───── Available data

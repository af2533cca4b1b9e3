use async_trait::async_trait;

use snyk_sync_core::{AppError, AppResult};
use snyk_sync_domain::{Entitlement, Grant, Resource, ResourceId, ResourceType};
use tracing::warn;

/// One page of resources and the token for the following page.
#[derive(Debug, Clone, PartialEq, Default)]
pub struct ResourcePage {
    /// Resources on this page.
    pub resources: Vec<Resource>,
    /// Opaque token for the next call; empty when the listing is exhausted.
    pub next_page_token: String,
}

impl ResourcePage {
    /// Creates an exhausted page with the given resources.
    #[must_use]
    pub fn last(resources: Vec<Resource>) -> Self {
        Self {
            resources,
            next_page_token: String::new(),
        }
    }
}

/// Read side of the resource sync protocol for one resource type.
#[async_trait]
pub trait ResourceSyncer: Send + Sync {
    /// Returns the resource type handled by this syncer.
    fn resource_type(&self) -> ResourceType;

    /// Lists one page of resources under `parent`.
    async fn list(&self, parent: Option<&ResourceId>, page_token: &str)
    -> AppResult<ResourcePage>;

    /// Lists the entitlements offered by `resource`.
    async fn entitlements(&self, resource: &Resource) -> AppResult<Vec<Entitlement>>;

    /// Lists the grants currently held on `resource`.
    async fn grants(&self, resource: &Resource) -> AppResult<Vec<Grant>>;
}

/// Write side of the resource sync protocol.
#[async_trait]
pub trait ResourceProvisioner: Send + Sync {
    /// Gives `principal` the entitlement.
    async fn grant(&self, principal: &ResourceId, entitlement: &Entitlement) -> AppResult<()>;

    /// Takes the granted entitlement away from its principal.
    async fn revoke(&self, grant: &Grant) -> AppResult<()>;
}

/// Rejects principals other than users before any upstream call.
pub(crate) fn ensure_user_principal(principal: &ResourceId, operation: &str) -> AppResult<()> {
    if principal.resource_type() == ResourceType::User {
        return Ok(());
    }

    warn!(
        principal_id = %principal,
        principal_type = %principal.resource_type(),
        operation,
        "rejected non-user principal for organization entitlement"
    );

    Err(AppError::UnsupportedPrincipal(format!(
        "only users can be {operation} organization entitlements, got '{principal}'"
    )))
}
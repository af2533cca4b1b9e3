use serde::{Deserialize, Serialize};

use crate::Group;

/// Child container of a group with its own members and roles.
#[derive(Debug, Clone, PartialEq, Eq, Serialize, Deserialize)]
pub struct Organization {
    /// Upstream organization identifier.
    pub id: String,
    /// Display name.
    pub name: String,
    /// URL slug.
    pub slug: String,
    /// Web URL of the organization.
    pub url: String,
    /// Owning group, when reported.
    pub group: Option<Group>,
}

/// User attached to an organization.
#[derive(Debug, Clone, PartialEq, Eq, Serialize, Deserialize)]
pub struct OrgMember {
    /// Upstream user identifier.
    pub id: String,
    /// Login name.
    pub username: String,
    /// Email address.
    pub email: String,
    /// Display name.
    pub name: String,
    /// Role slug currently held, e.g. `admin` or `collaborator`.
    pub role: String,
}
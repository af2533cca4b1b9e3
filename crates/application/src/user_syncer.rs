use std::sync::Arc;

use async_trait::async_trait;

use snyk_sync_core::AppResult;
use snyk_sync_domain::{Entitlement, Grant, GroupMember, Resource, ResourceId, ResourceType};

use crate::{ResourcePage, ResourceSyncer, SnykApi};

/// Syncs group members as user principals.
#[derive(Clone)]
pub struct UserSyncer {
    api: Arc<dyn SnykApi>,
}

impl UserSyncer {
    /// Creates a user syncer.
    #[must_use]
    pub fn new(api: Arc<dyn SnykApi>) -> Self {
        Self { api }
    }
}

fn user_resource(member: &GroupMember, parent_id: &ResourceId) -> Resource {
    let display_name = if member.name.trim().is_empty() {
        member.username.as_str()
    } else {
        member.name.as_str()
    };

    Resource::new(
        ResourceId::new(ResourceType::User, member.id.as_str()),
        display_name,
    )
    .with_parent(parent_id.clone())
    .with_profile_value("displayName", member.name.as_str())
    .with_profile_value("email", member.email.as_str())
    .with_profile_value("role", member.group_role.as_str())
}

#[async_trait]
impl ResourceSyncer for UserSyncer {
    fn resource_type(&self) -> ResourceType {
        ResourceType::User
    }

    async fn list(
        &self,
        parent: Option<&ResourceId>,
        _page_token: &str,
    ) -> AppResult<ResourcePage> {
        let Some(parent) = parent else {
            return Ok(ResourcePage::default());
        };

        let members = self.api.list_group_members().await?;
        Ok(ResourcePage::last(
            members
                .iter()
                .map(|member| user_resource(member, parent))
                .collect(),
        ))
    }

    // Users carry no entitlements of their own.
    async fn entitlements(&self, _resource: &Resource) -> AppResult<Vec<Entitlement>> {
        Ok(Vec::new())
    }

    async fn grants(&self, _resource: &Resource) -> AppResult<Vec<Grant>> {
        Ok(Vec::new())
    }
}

──────────

What you should do → Read through the entries and count the lines where "ResourceType" appears; respond with the number only.

Solution to this problem → 7